§ **Work task**
The answer must consist of every record below, transcribed exactly.

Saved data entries
•••••

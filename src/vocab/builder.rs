use std::fs::File;
use std::io::{BufRead, BufReader};
use std::path::Path;

use tracing::{debug, info};

use crate::config::VocabularyFormat;
use crate::error::Result;
use crate::text::PhraseNormalizer;
use crate::vocab::source::{self, Object, Statement};
use crate::vocab::{Store, StoreKind, Vocabulary, VocabularyStore};

/// Thesaurus predicates the builder understands
#[derive(Debug, Clone, Copy, PartialEq, Eq)]
enum Relation {
    PrefLabel,
    AltLabel,
    HiddenLabel,
    Broader,
    Narrower,
    Composite,
    CompositeOf,
    HasTopConcept,
    Related,
}

impl Relation {
    fn from_local_name(name: &str) -> Option<Self> {
        Some(match name {
            "prefLabel" => Relation::PrefLabel,
            "altLabel" => Relation::AltLabel,
            "hiddenLabel" => Relation::HiddenLabel,
            "broader" => Relation::Broader,
            "narrower" => Relation::Narrower,
            "composite" => Relation::Composite,
            "compositeOf" => Relation::CompositeOf,
            "hasTopConcept" => Relation::HasTopConcept,
            "related" => Relation::Related,
            _ => return None,
        })
    }
}

/// Single pass builder for a [`Vocabulary`].
///
/// Labels are indexed under their normalized key, so the normalizer given
/// here has to match the one used for extraction.
pub struct VocabularyBuilder<'a> {
    name: String,
    language: String,
    normalizer: &'a PhraseNormalizer,
    store: Store,
    non_descriptors: usize,
}

impl<'a> VocabularyBuilder<'a> {
    pub fn new(
        name: impl Into<String>,
        language: impl Into<String>,
        kind: StoreKind,
        normalizer: &'a PhraseNormalizer,
    ) -> Self {
        Self {
            name: name.into(),
            language: language.into(),
            normalizer,
            store: Store::new(kind),
            non_descriptors: 0,
        }
    }

    /// Literal value in the configured language, untagged literals pass
    fn label_in_language<'s>(&self, object: &'s Object) -> Option<&'s str> {
        match object {
            Object::Literal { value, lang: None } => Some(value),
            Object::Literal { value, lang: Some(lang) } if *lang == self.language => Some(value),
            _ => None,
        }
    }

    pub fn add_statement(&mut self, statement: &Statement) {
        let Some(relation) = Relation::from_local_name(statement.local_name()) else {
            return;
        };
        let concept = statement.subject.as_str();
        match relation {
            Relation::PrefLabel => {
                let Some(label) = self.label_in_language(&statement.object) else {
                    return;
                };
                if let Some(key) = self.normalizer.normalize(label) {
                    self.store.add_sense(&key, concept);
                    self.store.add_descriptor(concept, label);
                }
            }
            Relation::AltLabel | Relation::HiddenLabel => {
                let Some(label) = self.label_in_language(&statement.object) else {
                    return;
                };
                let synthetic = format!("d_{}", self.non_descriptors);
                self.non_descriptors += 1;
                if let Some(key) = self.normalizer.normalize(label) {
                    self.store.add_sense(&key, concept);
                    self.store.add_sense(&key, &synthetic);
                }
                self.store.add_descriptor(&synthetic, label);
                self.store.add_non_descriptor(&synthetic, concept);
            }
            Relation::Broader
            | Relation::Narrower
            | Relation::Composite
            | Relation::CompositeOf
            | Relation::HasTopConcept
            | Relation::Related => {
                let Object::Resource(other) = &statement.object else {
                    debug!(concept, "relation with a literal object ignored");
                    return;
                };
                self.store.add_related(concept, other);
                if relation == Relation::Related {
                    self.store.add_related(other, concept);
                }
            }
        }
    }

    /// Id / label pairs, each label becomes a sense of its id
    pub fn add_label_rows(&mut self, rows: &[(String, String)]) {
        for (id, label) in rows {
            if let Some(key) = self.normalizer.normalize(label) {
                self.store.add_sense(&key, id);
                self.store.add_descriptor(id, label);
            }
        }
    }

    pub fn add_use_rows(&mut self, rows: &[(String, String)]) {
        for (non_descriptor, descriptor) in rows {
            self.store.add_non_descriptor(non_descriptor, descriptor);
        }
    }

    pub fn add_related_rows(&mut self, rows: &[(String, Vec<String>)]) {
        for (id, related) in rows {
            for other in related {
                self.store.add_related(id, other);
            }
        }
    }

    pub fn build(self) -> Vocabulary {
        let vocabulary = Vocabulary::from_store(self.name, self.language, self.store);
        info!(
            vocabulary = vocabulary.name(),
            terms = vocabulary.num_terms(),
            non_descriptors = vocabulary.num_non_descriptors(),
            with_related = vocabulary.num_related(),
            "vocabulary built"
        );
        vocabulary
    }

    pub fn from_statements<'s, I>(mut self, statements: I) -> Vocabulary
    where
        I: IntoIterator<Item = &'s Statement>,
    {
        for statement in statements {
            self.add_statement(statement);
        }
        self.build()
    }

    /// Builds from an N-Triples statement graph
    pub fn from_ntriples<R: BufRead>(self, reader: R) -> Result<Vocabulary> {
        let statements = source::parse_ntriples(reader)?;
        debug!(statements = statements.len(), "statement graph read");
        Ok(self.from_statements(&statements))
    }

    /// Builds from the label, non-descriptor and related tables
    pub fn from_text_tables<L, U, R>(mut self, labels: L, uses: U, related: R) -> Result<Vocabulary>
    where
        L: BufRead,
        U: BufRead,
        R: BufRead,
    {
        self.add_label_rows(&source::parse_label_table(labels)?);
        self.add_use_rows(&source::parse_use_table(uses)?);
        self.add_related_rows(&source::parse_related_table(related)?);
        Ok(self.build())
    }

    /// Builds from the source files of this vocabulary in `dir`:
    /// `<name>.nt` for a statement graph, `<name>.<language>`, `<name>.use`
    /// and `<name>.rel` for text tables. A missing file is an i/o error.
    pub fn from_directory(self, dir: impl AsRef<Path>, format: VocabularyFormat) -> Result<Vocabulary> {
        let dir = dir.as_ref();
        let open = |extension: &str| -> Result<BufReader<File>> {
            let path = dir.join(format!("{}.{extension}", self.name));
            debug!(path = %path.display(), "opening vocabulary source");
            Ok(BufReader::new(File::open(path)?))
        };
        match format {
            VocabularyFormat::Skos => {
                let graph = open("nt")?;
                self.from_ntriples(graph)
            }
            VocabularyFormat::Text => {
                let labels = open(&self.language)?;
                let uses = open("use")?;
                let related = open("rel")?;
                self.from_text_tables(labels, uses, related)
            }
        }
    }
}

•••••

§ **Result below**
filename src/vocab/builder.rs
use std::fs::File;
use std::io::{BufRead, BufReader};
use std::path::Path;

use tracing::{debug, info};

use crate::config::VocabularyFormat;
use crate::error::Result;
use crate::text::PhraseNormalizer;
use crate::vocab::source::{self, Object, Statement};
use crate::vocab::{Store, StoreKind, Vocabulary, VocabularyStore};

/// Thesaurus predicates the builder understands
#[derive(Debug, Clone, Copy, PartialEq, Eq)]
enum Relation {
    PrefLabel,
    AltLabel,
    HiddenLabel,
    Broader,
    Narrower,
    Composite,
    CompositeOf,
    HasTopConcept,
    Related,
}

impl Relation {
    fn from_local_name(name: &str) -> Option<Self> {
        Some(match name {
            "prefLabel" => Relation::PrefLabel,
            "altLabel" => Relation::AltLabel,
            "hiddenLabel" => Relation::HiddenLabel,
            "broader" => Relation::Broader,
            "narrower" => Relation::Narrower,
            "composite" => Relation::Composite,
            "compositeOf" => Relation::CompositeOf,
            "hasTopConcept" => Relation::HasTopConcept,
            "related" => Relation::Related,
            _ => return None,
        })
    }
}

/// Single pass builder for a [`Vocabulary`].
///
/// Labels are indexed under their normalized key, so the normalizer given
/// here has to match the one used for extraction.
pub struct VocabularyBuilder<'a> {
    name: String,
    language: String,
    normalizer: &'a PhraseNormalizer,
    store: Store,
    non_descriptors: usize,
}

impl<'a> VocabularyBuilder<'a> {
    pub fn new(
        name: impl Into<String>,
        language: impl Into<String>,
        kind: StoreKind,
        normalizer: &'a PhraseNormalizer,
    ) -> Self {
        Self {
            name: name.into(),
            language: language.into(),
            normalizer,
            store: Store::new(kind),
            non_descriptors: 0,
        }
    }

    /// Literal value in the configured language, untagged literals pass
    fn label_in_language<'s>(&self, object: &'s Object) -> Option<&'s str> {
        match object {
            Object::Literal { value, lang: None } => Some(value),
            Object::Literal { value, lang: Some(lang) } if *lang == self.language => Some(value),
            _ => None,
        }
    }

    pub fn add_statement(&mut self, statement: &Statement) {
        let Some(relation) = Relation::from_local_name(statement.local_name()) else {
            return;
        };
        let concept = statement.subject.as_str();
        match relation {
            Relation::PrefLabel => {
                let Some(label) = self.label_in_language(&statement.object) else {
                    return;
                };
                if let Some(key) = self.normalizer.normalize(label) {
                    self.store.add_sense(&key, concept);
                    self.store.add_descriptor(concept, label);
                }
            }
            Relation::AltLabel | Relation::HiddenLabel => {
                let Some(label) = self.label_in_language(&statement.object) else {
                    return;
                };
                let synthetic = format!("d_{}", self.non_descriptors);
                self.non_descriptors += 1;
                if let Some(key) = self.normalizer.normalize(label) {
                    self.store.add_sense(&key, concept);
                    self.store.add_sense(&key, &synthetic);
                }
                self.store.add_descriptor(&synthetic, label);
                self.store.add_non_descriptor(&synthetic, concept);
            }
            Relation::Broader
            | Relation::Narrower
            | Relation::Composite
            | Relation::CompositeOf
            | Relation::HasTopConcept
            | Relation::Related => {
                let Object::Resource(other) = &statement.object else {
                    debug!(concept, "relation with a literal object ignored");
                    return;
                };
                self.store.add_related(concept, other);
                if relation == Relation::Related {
                    self.store.add_related(other, concept);
                }
            }
        }
    }

    /// Id / label pairs, each label becomes a sense of its id
    pub fn add_label_rows(&mut self, rows: &[(String, String)]) {
        for (id, label) in rows {
            if let Some(key) = self.normalizer.normalize(label) {
                self.store.add_sense(&key, id);
                self.store.add_descriptor(id, label);
            }
        }
    }

    pub fn add_use_rows(&mut self, rows: &[(String, String)]) {
        for (non_descriptor, descriptor) in rows {
            self.store.add_non_descriptor(non_descriptor, descriptor);
        }
    }

    pub fn add_related_rows(&mut self, rows: &[(String, Vec<String>)]) {
        for (id, related) in rows {
            for other in related {
                self.store.add_related(id, other);
            }
        }
    }

    pub fn build(self) -> Vocabulary {
        let vocabulary = Vocabulary::from_store(self.name, self.language, self.store);
        info!(
            vocabulary = vocabulary.name(),
            terms = vocabulary.num_terms(),
            non_descriptors = vocabulary.num_non_descriptors(),
            with_related = vocabulary.num_related(),
            "vocabulary built"
        );
        vocabulary
    }

    pub fn from_statements<'s, I>(mut self, statements: I) -> Vocabulary
    where
        I: IntoIterator<Item = &'s Statement>,
    {
        for statement in statements {
            self.add_statement(statement);
        }
        self.build()
    }

    /// Builds from an N-Triples statement graph
    pub fn from_ntriples<R: BufRead>(self, reader: R) -> Result<Vocabulary> {
        let statements = source::parse_ntriples(reader)?;
        debug!(statements = statements.len(), "statement graph read");
        Ok(self.from_statements(&statements))
    }

    /// Builds from the label, non-descriptor and related tables
    pub fn from_text_tables<L, U, R>(mut self, labels: L, uses: U, related: R) -> Result<Vocabulary>
    where
        L: BufRead,
        U: BufRead,
        R: BufRead,
    {
        self.add_label_rows(&source::parse_label_table(labels)?);
        self.add_use_rows(&source::parse_use_table(uses)?);
        self.add_related_rows(&source::parse_related_table(related)?);
        Ok(self.build())
    }

    /// Builds from the source files of this vocabulary in `dir`:
    /// `<name>.nt` for a statement graph, `<name>.<language>`, `<name>.use`
    /// and `<name>.rel` for text tables. A missing file is an i/o error.
    pub fn from_directory(self, dir: impl AsRef<Path>, format: VocabularyFormat) -> Result<Vocabulary> {
        let dir = dir.as_ref();
        let open = |extension: &str| -> Result<BufReader<File>> {
            let path = dir.join(format!("{}.{extension}", self.name));
            debug!(path = %path.display(), "opening vocabulary source");
            Ok(BufReader::new(File::open(path)?))
        };
        match format {
            VocabularyFormat::Skos => {
                let graph = open("nt")?;
                self.from_ntriples(graph)
            }
            VocabularyFormat::Text => {
                let labels = open(&self.language)?;
                let uses = open("use")?;
                let related = open("rel")?;
                self.from_text_tables(labels, uses, related)
            }
        }
    }
}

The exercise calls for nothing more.